Tem de existir prevenção e educação sexual, para que depois a criança possa perceber o que está errado. Educação sexual não é falar sobre sexo, é falar sobre sexualidade e sobre o corpo; sobre os limites, o respeito e o consentimento.
Tem de lhes ser explicado quais são as suas partes íntimas, incluindo o peito, a boca (não há beijinhos na boca)… não são só os órgãos sexuais reprodutores e o ânus. Tem de haver muito diálogo desde pequeninos, desde o ato de trocar a fralda.

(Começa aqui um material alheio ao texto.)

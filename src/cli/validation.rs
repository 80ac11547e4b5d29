// validation.rs - Input validation utilities

use std::fs::File;
use std::io::{BufRead, BufReader};

use regex::Regex;

use crate::cli::args::Args;
use crate::core::config::{AnalysisConfig, MotifDefinition};
use crate::output::{ReportFormat, TableFormat};

pub struct ValidationResult {
    pub analysis_config: AnalysisConfig,
    pub report_format: ReportFormat,
    pub table_format: TableFormat,
    pub patient_include_regex: Option<Regex>,
    pub patient_exclude_regex: Option<Regex>,
}

/// Validate all command line arguments
pub fn validate_args(args: &Args) -> Result<ValidationResult, String> {
    // Exactly one input source
    let has_fasta = args.reference_fasta.is_some() || args.sample_fasta.is_some();
    if args.dataset.is_some() && has_fasta {
        return Err("--dataset cannot be combined with --reference-fasta/--sample-fasta".to_string());
    }
    if has_fasta && (args.reference_fasta.is_none() || args.sample_fasta.is_none()) {
        return Err("--reference-fasta and --sample-fasta must be given together".to_string());
    }
    if args.dataset.is_none() && !has_fasta {
        return Err("an input is required: --dataset or --reference-fasta with --sample-fasta".to_string());
    }

    if args.cache_note.is_some() && args.cache_file.is_none() {
        return Err("--cache-note requires --cache-file".to_string());
    }
    if args.threads == Some(0) {
        return Err("--threads must be greater than 0".to_string());
    }

    let report_format = ReportFormat::parse(&args.format)?;
    let table_format = TableFormat::parse(&args.summary_format)?;
    let analysis_config = build_analysis_config(args)?;

    // Compile regex patterns
    let patient_include_regex = if let Some(pattern) = &args.include_patients {
        Some(Regex::new(pattern).map_err(|e| format!("Invalid include_patients regex: {}", e))?)
    } else {
        None
    };

    let patient_exclude_regex = if let Some(pattern) = &args.exclude_patients {
        Some(Regex::new(pattern).map_err(|e| format!("Invalid exclude_patients regex: {}", e))?)
    } else {
        None
    };

    Ok(ValidationResult {
        analysis_config,
        report_format,
        table_format,
        patient_include_regex,
        patient_exclude_regex,
    })
}

/// Start from the preset and apply every explicit override
pub fn build_analysis_config(args: &Args) -> Result<AnalysisConfig, String> {
    let mut config = AnalysisConfig::from_preset(&args.preset)?;
    let mut customized = false;

    macro_rules! apply {
        ($($arg:ident => $field:ident),* $(,)?) => {
            $(
                if let Some(value) = args.$arg {
                    config.$field = value;
                    customized = true;
                }
            )*
        };
    }

    apply!(
        hotspot_window => hotspot_window,
        hotspot_threshold => hotspot_threshold,
        high_risk_threshold => high_rate_threshold,
        moderate_risk_threshold => moderate_rate_threshold,
        min_conserved_length => min_conserved_length,
        entropy_threshold => conserved_entropy_threshold,
        min_repeat_unit => min_repeat_unit,
        max_repeat_unit => max_repeat_unit,
        min_repeat_copies => min_repeat_copies,
    );

    if let Some(path) = &args.motifs {
        config.motifs = load_motif_table(path)?;
        customized = true;
    }

    if customized {
        config.description = Some(format!("Custom parameters based on '{}' preset", args.preset));
    }

    config.validate().map_err(|e| e.to_string())?;
    Ok(config)
}

/// Load a motif table from a file (name<TAB>pattern per line)
pub fn load_motif_table(file_path: &str) -> Result<Vec<MotifDefinition>, String> {
    let file = File::open(file_path)
        .map_err(|e| format!("Failed to open motif file '{}': {}", file_path, e))?;

    let reader = BufReader::new(file);
    let mut motifs = Vec::new();

    for (line_num, line) in reader.lines().enumerate() {
        let line = line.map_err(|e| {
            format!("Failed to read line {} from '{}': {}", line_num + 1, file_path, e)
        })?;
        let trimmed = line.trim();
        if trimmed.is_empty() || trimmed.starts_with('#') {
            continue;
        }

        let parts: Vec<&str> = trimmed.split('\t').map(str::trim).collect();
        if parts.len() != 2 {
            return Err(format!(
                "Invalid motif line {} in '{}': expected name<TAB>pattern",
                line_num + 1,
                file_path
            ));
        }
        if motifs.is_empty() && parts[0].eq_ignore_ascii_case("name") {
            continue;
        }
        motifs.push(MotifDefinition::new(parts[0], parts[1]));
    }

    if motifs.is_empty() {
        return Err(format!("Motif file '{}' contains no motifs", file_path));
    }

    println!("📋 Loaded {} motifs from '{}'", motifs.len(), file_path);
    Ok(motifs)
}

#[cfg(test)]
mod tests {
    use super::*;
    use argh::FromArgs;
    use std::io::Write;

    fn parse(args: &[&str]) -> Args {
        match Args::from_args(&["geneseq"], args) {
            Ok(args) => args,
            Err(e) => panic!("argument parsing failed: {}", e.output),
        }
    }

    #[test]
    fn test_preset_with_override() {
        let args = parse(&["--dataset", "d.csv", "--preset", "sensitive", "--hotspot-window", "40"]);
        let result = validate_args(&args).unwrap();
        let config = result.analysis_config;

        assert_eq!(config.hotspot_window, 40);
        assert_eq!(config.high_rate_threshold, 2.0);
        assert_eq!(config.detect_preset(), "custom");
    }

    #[test]
    fn test_input_source_rules() {
        assert!(validate_args(&parse(&[])).is_err());
        assert!(validate_args(&parse(&["--reference-fasta", "r.fa"])).is_err());
        assert!(validate_args(&parse(&["--dataset", "d.csv", "--sample-fasta", "s.fa"])).is_err());
        assert!(validate_args(&parse(&["--reference-fasta", "r.fa", "--sample-fasta", "s.fa"])).is_ok());
    }

    #[test]
    fn test_invalid_values() {
        assert!(validate_args(&parse(&["--dataset", "d.csv", "--format", "xml"])).is_err());
        assert!(validate_args(&parse(&["--dataset", "d.csv", "--preset", "fast"])).is_err());
        assert!(validate_args(&parse(&["--dataset", "d.csv", "--hotspot-window", "0"])).is_err());
        assert!(validate_args(&parse(&["--dataset", "d.csv", "--include-patients", "(["])).is_err());
        assert!(validate_args(&parse(&[
            "--dataset",
            "d.csv",
            "--high-risk-threshold",
            "0.5",
            "--moderate-risk-threshold",
            "1.0"
        ]))
        .is_err());
    }

    #[test]
    fn test_motif_table_file() {
        let mut file = tempfile::NamedTempFile::new().unwrap();
        writeln!(file, "name\tpattern").unwrap();
        writeln!(file, "# custom table").unwrap();
        writeln!(file, "E_box\tcacgtg").unwrap();
        writeln!(file, "TATA_box\tTATAAA").unwrap();

        let path = file.path().to_str().unwrap();
        let motifs = load_motif_table(path).unwrap();
        assert_eq!(motifs.len(), 2);
        assert_eq!(motifs[0], MotifDefinition::new("E_box", "CACGTG"));

        let args = parse(&["--dataset", "d.csv", "--motifs", path]);
        let config = validate_args(&args).unwrap().analysis_config;
        assert_eq!(config.motifs.len(), 2);
    }

    #[test]
    fn test_bad_motif_table() {
        let mut file = tempfile::NamedTempFile::new().unwrap();
        writeln!(file, "E_box CACGTG").unwrap();
        assert!(load_motif_table(file.path().to_str().unwrap()).is_err());

        let mut file = tempfile::NamedTempFile::new().unwrap();
        writeln!(file, "bad\tACGU").unwrap();
        let path = file.path().to_str().unwrap();
        let args = parse(&["--dataset", "d.csv", "--motifs", path]);
        assert!(validate_args(&args).is_err());
    }
}
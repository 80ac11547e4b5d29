// csv.rs - CSV dataset loader for reference/sample pairs

use std::collections::BTreeMap;
use std::path::Path;

use crate::data::patient::PatientRecord;

/// Column layout of a dataset file
#[derive(Debug, Clone, Copy, PartialEq, Eq)]
pub enum DatasetLayout {
    /// `patient_id,gene_type,sequence,is_mutated`, several rows per patient
    Long,
    /// `patient_id,gene_type,reference,sample`, one row per patient
    Paired,
}

struct Columns {
    patient_id: usize,
    gene_type: Option<usize>,
    layout: DatasetLayout,
    first: usize,
    second: usize,
}

fn find_column(headers: &csv::StringRecord, name: &str) -> Option<usize> {
    headers
        .iter()
        .position(|h| h.trim().trim_matches('"').eq_ignore_ascii_case(name))
}

fn resolve_columns(headers: &csv::StringRecord) -> Result<Columns, String> {
    let patient_id = find_column(headers, "patient_id")
        .ok_or("CSV header must contain a 'patient_id' column")?;
    let gene_type = find_column(headers, "gene_type");

    if let (Some(sequence), Some(is_mutated)) = (
        find_column(headers, "sequence"),
        find_column(headers, "is_mutated"),
    ) {
        return Ok(Columns {
            patient_id,
            gene_type,
            layout: DatasetLayout::Long,
            first: sequence,
            second: is_mutated,
        });
    }

    if let (Some(reference), Some(sample)) = (
        find_column(headers, "reference"),
        find_column(headers, "sample"),
    ) {
        return Ok(Columns {
            patient_id,
            gene_type,
            layout: DatasetLayout::Paired,
            first: reference,
            second: sample,
        });
    }

    Err("CSV header must contain either 'sequence,is_mutated' or 'reference,sample' columns".to_string())
}

fn parse_flag(value: &str, line: usize) -> Result<bool, String> {
    match value.trim().to_ascii_lowercase().as_str() {
        "true" | "1" | "yes" | "y" => Ok(true),
        "false" | "0" | "no" | "n" => Ok(false),
        other => Err(format!(
            "CSV line {}: invalid is_mutated value '{}' (expected true/false)",
            line, other
        )),
    }
}

#[derive(Default)]
struct LongRows {
    gene_type: String,
    reference: Option<String>,
    sample: Option<String>,
}

/// Load a dataset, detecting its layout from the header
pub fn load_dataset(file_path: &Path) -> Result<(Vec<PatientRecord>, DatasetLayout), String> {
    let mut reader = csv::ReaderBuilder::new()
        .has_headers(true)
        .flexible(true)
        .trim(csv::Trim::All)
        .from_path(file_path)
        .map_err(|e| format!("Failed to read CSV file '{}': {}", file_path.display(), e))?;

    let headers = reader
        .headers()
        .map_err(|e| format!("Failed to read CSV header: {}", e))?
        .clone();
    let columns = resolve_columns(&headers)?;

    let field = |row: &csv::StringRecord, index: usize, line: usize| -> Result<String, String> {
        row.get(index)
            .map(|s| s.to_string())
            .ok_or_else(|| format!("CSV line {} is missing column {}", line, index + 1))
    };

    let mut paired = Vec::new();
    let mut grouped: BTreeMap<String, LongRows> = BTreeMap::new();

    for (row_num, row) in reader.records().enumerate() {
        let line = row_num + 2;
        let row = row.map_err(|e| format!("Invalid CSV line {}: {}", line, e))?;

        let patient_id = field(&row, columns.patient_id, line)?;
        if patient_id.is_empty() {
            return Err(format!("CSV line {} has an empty patient_id", line));
        }
        let gene_type = match columns.gene_type {
            Some(index) => field(&row, index, line)?,
            None => String::new(),
        };

        match columns.layout {
            DatasetLayout::Paired => {
                let reference = field(&row, columns.first, line)?;
                let sample = field(&row, columns.second, line)?;
                paired.push(PatientRecord {
                    patient_id,
                    gene_type,
                    reference,
                    sample,
                });
            }
            DatasetLayout::Long => {
                let sequence = field(&row, columns.first, line)?;
                let is_mutated = parse_flag(&field(&row, columns.second, line)?, line)?;

                let entry = grouped.entry(patient_id).or_default();
                if entry.gene_type.is_empty() {
                    entry.gene_type = gene_type;
                }
                let slot = if is_mutated {
                    &mut entry.sample
                } else {
                    &mut entry.reference
                };
                if slot.is_none() {
                    *slot = Some(sequence);
                }
            }
        }
    }

    let records = match columns.layout {
        DatasetLayout::Paired => paired,
        DatasetLayout::Long => {
            let mut records = Vec::with_capacity(grouped.len());
            for (patient_id, rows) in grouped {
                let Some(reference) = rows.reference else {
                    eprintln!(
                        "⚠️  Patient {} has no reference (is_mutated=false) row, skipping",
                        patient_id
                    );
                    continue;
                };
                let sample = rows.sample.unwrap_or_else(|| reference.clone());
                records.push(PatientRecord {
                    patient_id,
                    gene_type: rows.gene_type,
                    reference,
                    sample,
                });
            }
            records
        }
    };

    println!(
        "✅ CSV dataset loaded: {} patients ({:?} layout)",
        records.len(),
        columns.layout
    );
    Ok((records, columns.layout))
}

#[cfg(test)]
mod tests {
    use super::*;
    use std::io::Write;

    fn write_csv(content: &str) -> tempfile::NamedTempFile {
        let mut file = tempfile::NamedTempFile::new().unwrap();
        file.write_all(content.as_bytes()).unwrap();
        file
    }

    #[test]
    fn test_long_layout() {
        let file = write_csv(
            "patient_id,gene_type,sequence,is_mutated,mutation_type\n\
             P002,TP53,AAAA,False,\n\
             P001,BRCA1,ATCGATCG,False,\n\
             P001,BRCA1,ATCGATTG,True,substitution\n\
             P001,BRCA1,ATCGATTT,True,substitution\n\
             P003,BRCA2,GGGG,True,substitution\n",
        );

        let (records, layout) = load_dataset(file.path()).unwrap();
        assert_eq!(layout, DatasetLayout::Long);
        assert_eq!(
            records,
            vec![
                PatientRecord::new("P001", "BRCA1", "ATCGATCG", "ATCGATTG"),
                PatientRecord::new("P002", "TP53", "AAAA", "AAAA"),
            ]
        );
    }

    #[test]
    fn test_paired_layout_keeps_file_order() {
        let file = write_csv(
            "patient_id,gene_type,reference,sample\n\
             P010,BRCA1,ACGT,ACGA\n\
             P002,TP53,AAAA,AAAAAA\n",
        );

        let (records, layout) = load_dataset(file.path()).unwrap();
        assert_eq!(layout, DatasetLayout::Paired);
        assert_eq!(records[0], PatientRecord::new("P010", "BRCA1", "ACGT", "ACGA"));
        assert_eq!(records[1].patient_id, "P002");
    }

    #[test]
    fn test_bad_header_and_flag() {
        let file = write_csv("id,seq\nP1,ACGT\n");
        assert!(load_dataset(file.path()).is_err());

        let file = write_csv("patient_id,gene_type,sequence,is_mutated\nP1,BRCA1,ACGT,maybe\n");
        let err = load_dataset(file.path()).unwrap_err();
        assert!(err.contains("line 2"));
    }

    #[test]
    fn test_missing_file() {
        assert!(load_dataset(Path::new("/nonexistent/dataset.csv")).is_err());
    }
}
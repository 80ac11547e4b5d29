// mod.rs - CLI module

pub mod args;
pub mod config;
pub mod merge;
pub mod validation;

// Re-export main types for convenience
pub use args::Args;
pub use config::Config;
pub use validation::{validate_args, ValidationResult};
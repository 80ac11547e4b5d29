// mod.rs - Report and summary table writers

use std::fs::{create_dir_all, File};
use std::io::{BufReader, BufWriter, Write};
use std::path::Path;

use serde::{Deserialize, Serialize};

use crate::core::engine::{FailedAnalysis, PatientReport};
use crate::core::risk::RiskLevel;

/// Serialization format of the full report
#[derive(Debug, Clone, Copy, PartialEq, Eq)]
pub enum ReportFormat {
    Json,
    MsgPack,
}

impl ReportFormat {
    pub fn parse(name: &str) -> Result<Self, String> {
        match name.to_lowercase().as_str() {
            "json" => Ok(ReportFormat::Json),
            "msgpack" | "messagepack" => Ok(ReportFormat::MsgPack),
            other => Err(format!("Unknown report format: {}. Use: json, msgpack", other)),
        }
    }
}

/// Field separator of the summary table
#[derive(Debug, Clone, Copy, PartialEq, Eq)]
pub enum TableFormat {
    Tsv,
    Csv,
}

impl TableFormat {
    pub fn parse(name: &str) -> Result<Self, String> {
        match name.to_lowercase().as_str() {
            "tsv" => Ok(TableFormat::Tsv),
            "csv" => Ok(TableFormat::Csv),
            other => Err(format!("Unknown summary format: {}. Use: tsv, csv", other)),
        }
    }

    fn delimiter(&self) -> u8 {
        match self {
            TableFormat::Tsv => b'\t',
            TableFormat::Csv => b',',
        }
    }
}

/// Patient counts per risk level
#[derive(Debug, Clone, Copy, Default, PartialEq, Eq, Serialize, Deserialize)]
pub struct RiskSummary {
    pub high_risk: usize,
    pub moderate_risk: usize,
    pub low_risk: usize,
    pub normal: usize,
}

impl RiskSummary {
    pub fn add(&mut self, level: RiskLevel) {
        match level {
            RiskLevel::High => self.high_risk += 1,
            RiskLevel::Moderate => self.moderate_risk += 1,
            RiskLevel::Low => self.low_risk += 1,
            RiskLevel::Normal => self.normal += 1,
        }
    }

    pub fn count(&self, level: RiskLevel) -> usize {
        match level {
            RiskLevel::High => self.high_risk,
            RiskLevel::Moderate => self.moderate_risk,
            RiskLevel::Low => self.low_risk,
            RiskLevel::Normal => self.normal,
        }
    }

    pub fn total(&self) -> usize {
        self.high_risk + self.moderate_risk + self.low_risk + self.normal
    }

    pub fn from_levels<I: IntoIterator<Item = RiskLevel>>(levels: I) -> Self {
        let mut summary = Self::default();
        for level in levels {
            summary.add(level);
        }
        summary
    }
}

#[derive(Debug, Clone, PartialEq, Serialize, Deserialize)]
pub struct AnalysisReport {
    pub tool: String,
    pub version: String,
    pub generated: String,
    pub command: String,
    pub total_patients_analyzed: usize,
    pub analyses: Vec<PatientReport>,
    pub failures: Vec<FailedAnalysis>,
    pub summary: RiskSummary,
}

impl AnalysisReport {
    pub fn new(analyses: Vec<PatientReport>, failures: Vec<FailedAnalysis>, command: &str) -> Self {
        let summary = RiskSummary::from_levels(analyses.iter().map(|a| a.assessment.risk_level));
        Self {
            tool: env!("CARGO_PKG_NAME").to_string(),
            version: env!("CARGO_PKG_VERSION").to_string(),
            generated: chrono::Utc::now().format("%Y-%m-%d %H:%M:%S UTC").to_string(),
            command: command.to_string(),
            total_patients_analyzed: analyses.len(),
            analyses,
            failures,
            summary,
        }
    }

    /// Print the risk distribution to stdout
    pub fn print_summary(&self) {
        println!("\n📊 === RISK SUMMARY ===");
        println!("  Patients analyzed: {}", self.total_patients_analyzed);
        for (icon, level) in [("🔴", RiskLevel::High), ("🟠", RiskLevel::Moderate), ("🟡", RiskLevel::Low), ("🟢", RiskLevel::Normal)] {
            println!("  {} {:<9} {}", icon, level.as_str(), self.summary.count(level));
        }
        if !self.failures.is_empty() {
            println!("  ❌ Failed:   {}", self.failures.len());
        }
    }
}

/// Ensure parent directory exists before creating file
fn ensure_parent_dir(file_path: &str) -> Result<(), String> {
    if let Some(parent) = Path::new(file_path).parent() {
        create_dir_all(parent).map_err(|e| {
            format!("Failed to create parent directory '{}': {}", parent.display(), e)
        })?;
    }
    Ok(())
}

/// Write the full report as pretty JSON or MessagePack
pub fn write_report(file_path: &str, report: &AnalysisReport, format: ReportFormat) -> Result<(), String> {
    ensure_parent_dir(file_path)?;
    let file = File::create(file_path)
        .map_err(|e| format!("Failed to create output file '{}': {}", file_path, e))?;
    let mut writer = BufWriter::new(file);

    match format {
        ReportFormat::Json => serde_json::to_writer_pretty(&mut writer, report)
            .map_err(|e| format!("Failed to serialize report: {}", e))?,
        ReportFormat::MsgPack => rmp_serde::encode::write_named(&mut writer, report)
            .map_err(|e| format!("Failed to serialize report: {}", e))?,
    }

    writer.flush().map_err(|e| format!("Flush error: {}", e))?;
    println!("✅ Report written to: {}", file_path);
    Ok(())
}

/// Read a report previously written by `write_report`
pub fn read_report(file_path: &str, format: ReportFormat) -> Result<AnalysisReport, String> {
    let file = File::open(file_path)
        .map_err(|e| format!("Failed to open report '{}': {}", file_path, e))?;
    let reader = BufReader::new(file);

    match format {
        ReportFormat::Json => serde_json::from_reader(reader)
            .map_err(|e| format!("Failed to parse JSON report: {}", e)),
        ReportFormat::MsgPack => rmp_serde::from_read(reader)
            .map_err(|e| format!("Failed to parse MessagePack report: {}", e)),
    }
}

/// Write one summary row per patient
pub fn write_summary_table(
    file_path: &str,
    reports: &[PatientReport],
    format: TableFormat,
    command_line: &str,
) -> Result<(), String> {
    ensure_parent_dir(file_path)?;
    let file = File::create(file_path)
        .map_err(|e| format!("Failed to create output file '{}': {}", file_path, e))?;
    let mut writer = BufWriter::new(file);

    writeln!(writer, "# Command: {}", command_line).map_err(|e| format!("Write error: {}", e))?;
    writeln!(
        writer,
        "# Generated: {}",
        chrono::Utc::now().format("%Y-%m-%d %H:%M:%S UTC")
    )
    .map_err(|e| format!("Write error: {}", e))?;
    writeln!(writer, "# geneseq v{}", env!("CARGO_PKG_VERSION"))
        .map_err(|e| format!("Write error: {}", e))?;

    let mut table = csv::WriterBuilder::new()
        .delimiter(format.delimiter())
        .from_writer(writer);

    table
        .write_record([
            "patient_id",
            "gene_type",
            "risk_level",
            "mutation_count",
            "mutation_rate_percent",
            "identity_percent",
            "hotspots",
            "motifs",
            "tandem_repeats",
            "complexity_score",
        ])
        .map_err(|e| format!("Write error: {}", e))?;

    for report in reports {
        let analyses = &report.analyses;
        table
            .write_record([
                report.patient_id.clone(),
                report.gene_type.clone(),
                report.assessment.risk_level.to_string(),
                analyses.mutation.mutation_count.to_string(),
                format!("{:.2}", analyses.mutation.mutation_rate_percent),
                format!("{:.2}", analyses.alignment.identity_percent),
                analyses.mutation.hotspots.len().to_string(),
                analyses.pattern.motif_names().join(";"),
                analyses.pattern.tandem_repeats.len().to_string(),
                format!("{:.4}", analyses.pattern.complexity_score),
            ])
            .map_err(|e| format!("Write error: {}", e))?;
    }

    table.flush().map_err(|e| format!("Flush error: {}", e))?;
    println!("✅ Summary table written to: {}", file_path);
    Ok(())
}

#[cfg(test)]
mod tests {
    use super::*;
    use crate::core::config::AnalysisConfig;
    use crate::core::engine::AnalysisEngine;
    use crate::data::PatientRecord;

    fn sample_report() -> AnalysisReport {
        let engine = AnalysisEngine::new(AnalysisConfig::default()).unwrap();
        let analyses = vec![
            engine
                .analyze_patient(&PatientRecord::new("P001", "BRCA1", "ATCGATCG", "ATCGATCG"))
                .unwrap(),
            engine
                .analyze_patient(&PatientRecord::new("P002", "TP53", "TATAAACGCGCGATAT", "TATAAACGCGCGATTT"))
                .unwrap(),
        ];
        let failures = vec![FailedAnalysis {
            patient_id: "P003".to_string(),
            error: "empty input: no sequences".to_string(),
        }];
        AnalysisReport::new(analyses, failures, "geneseq --dataset test.csv")
    }

    #[test]
    fn test_summary_counts() {
        let report = sample_report();
        assert_eq!(report.total_patients_analyzed, 2);
        assert_eq!(report.summary.normal, 1);
        assert_eq!(report.summary.high_risk, 1);
        assert_eq!(report.summary.total(), 2);
        assert_eq!(report.tool, "geneseq");
    }

    #[test]
    fn test_json_round_trip() {
        let dir = tempfile::tempdir().unwrap();
        let path = dir.path().join("out").join("report.json");
        let path = path.to_str().unwrap();

        let report = sample_report();
        write_report(path, &report, ReportFormat::Json).unwrap();
        assert_eq!(read_report(path, ReportFormat::Json).unwrap(), report);

        let raw = std::fs::read_to_string(path).unwrap();
        assert!(raw.contains("\"risk_level\": \"NORMAL\""));
        assert!(raw.contains("\"kind\": \"transversion\""));
    }

    #[test]
    fn test_msgpack_round_trip() {
        let dir = tempfile::tempdir().unwrap();
        let path = dir.path().join("report.msgpack");
        let path = path.to_str().unwrap();

        let report = sample_report();
        write_report(path, &report, ReportFormat::MsgPack).unwrap();
        assert_eq!(read_report(path, ReportFormat::MsgPack).unwrap(), report);
    }

    #[test]
    fn test_summary_table_shape() {
        let dir = tempfile::tempdir().unwrap();
        let path = dir.path().join("summary.tsv");
        let path = path.to_str().unwrap();

        let report = sample_report();
        write_summary_table(path, &report.analyses, TableFormat::Tsv, "geneseq").unwrap();

        let content = std::fs::read_to_string(path).unwrap();
        let rows: Vec<&str> = content.lines().filter(|l| !l.starts_with('#')).collect();
        assert_eq!(rows.len(), 3);
        assert!(rows[0].starts_with("patient_id\tgene_type\trisk_level"));
        assert_eq!(rows[0].split('\t').count(), 10);

        let first: Vec<&str> = rows[1].split('\t').collect();
        assert_eq!(first[0], "P001");
        assert_eq!(first[2], "NORMAL");
        assert_eq!(first[5], "100.00");

        let second: Vec<&str> = rows[2].split('\t').collect();
        assert_eq!(second[2], "HIGH");
        assert_eq!(second[7], "TATA_box");
    }

    #[test]
    fn test_format_parsing() {
        assert_eq!(ReportFormat::parse("JSON").unwrap(), ReportFormat::Json);
        assert_eq!(ReportFormat::parse("msgpack").unwrap(), ReportFormat::MsgPack);
        assert!(ReportFormat::parse("xml").is_err());
        assert_eq!(TableFormat::parse("csv").unwrap(), TableFormat::Csv);
        assert!(TableFormat::parse("phylip").is_err());
    }
}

É preciso explicar-lhes que um segredo bom é uma coisa que nos deixa felizes, é uma surpresa que estamos a preparar e, em breve, toda a gente vai saber. Um segredo mau é algo que nos deixa a sentir mal, nervosos e preocupados… Deve-se ensinar às crianças que, quando alguém nos pede para guardar segredo de uma coisa que nos deixa assim, que nos provoca ansiedade e mal-estar, é porque quer o nosso mal.
Os predadores estão em todo o lado. Não é por ser adulto que a pessoa que está a tomar conta das crianças, seja no ATL, na catequese, seja nas aulas de canto ou de natação, está creditada e tudo aquilo que faça está correto. Nenhum adulto, nenhuma pessoa mais velha, pode pedir para ficar sozinho com uma criança.
É uma questão de sensibilidade. Se a criança não quer ir, não vai; se não quer dar beijinho, não dá; se não quer estar ao colo, não está; se não quer ficar na casa da ama, não fica. Arranja-se uma solução.
Foi na sequência de ter partilhado a minha história que a Justice Initiative chegou até mim, e então associei-me à causa de Guido Fluri e da sua fundação. Em abril deste ano, pouco tempo depois de ter falado publicamente, o Instituto de Apoio à Criança recebeu a exposição Shame – European Stories, em que se retrata a realidade dos abusos e maus-tratos a crianças na Europa, com fotografias tiradas por Simone Padovani. À exposição já se juntaram, entretanto, outras vítimas de abusos sexuais por parte do clero. As histórias vão sendo partilhadas e a mostra vai crescendo. Além disso, foi apresentada uma moção ao Conselho da Europa, para que as leis sejam revistas, por forma a tornar a internet segura para as crianças e acabar com o abuso sexual infantil online, na União Europeia. A petição está disponível em https://justice-initiative.eu/pt-pt/petition/.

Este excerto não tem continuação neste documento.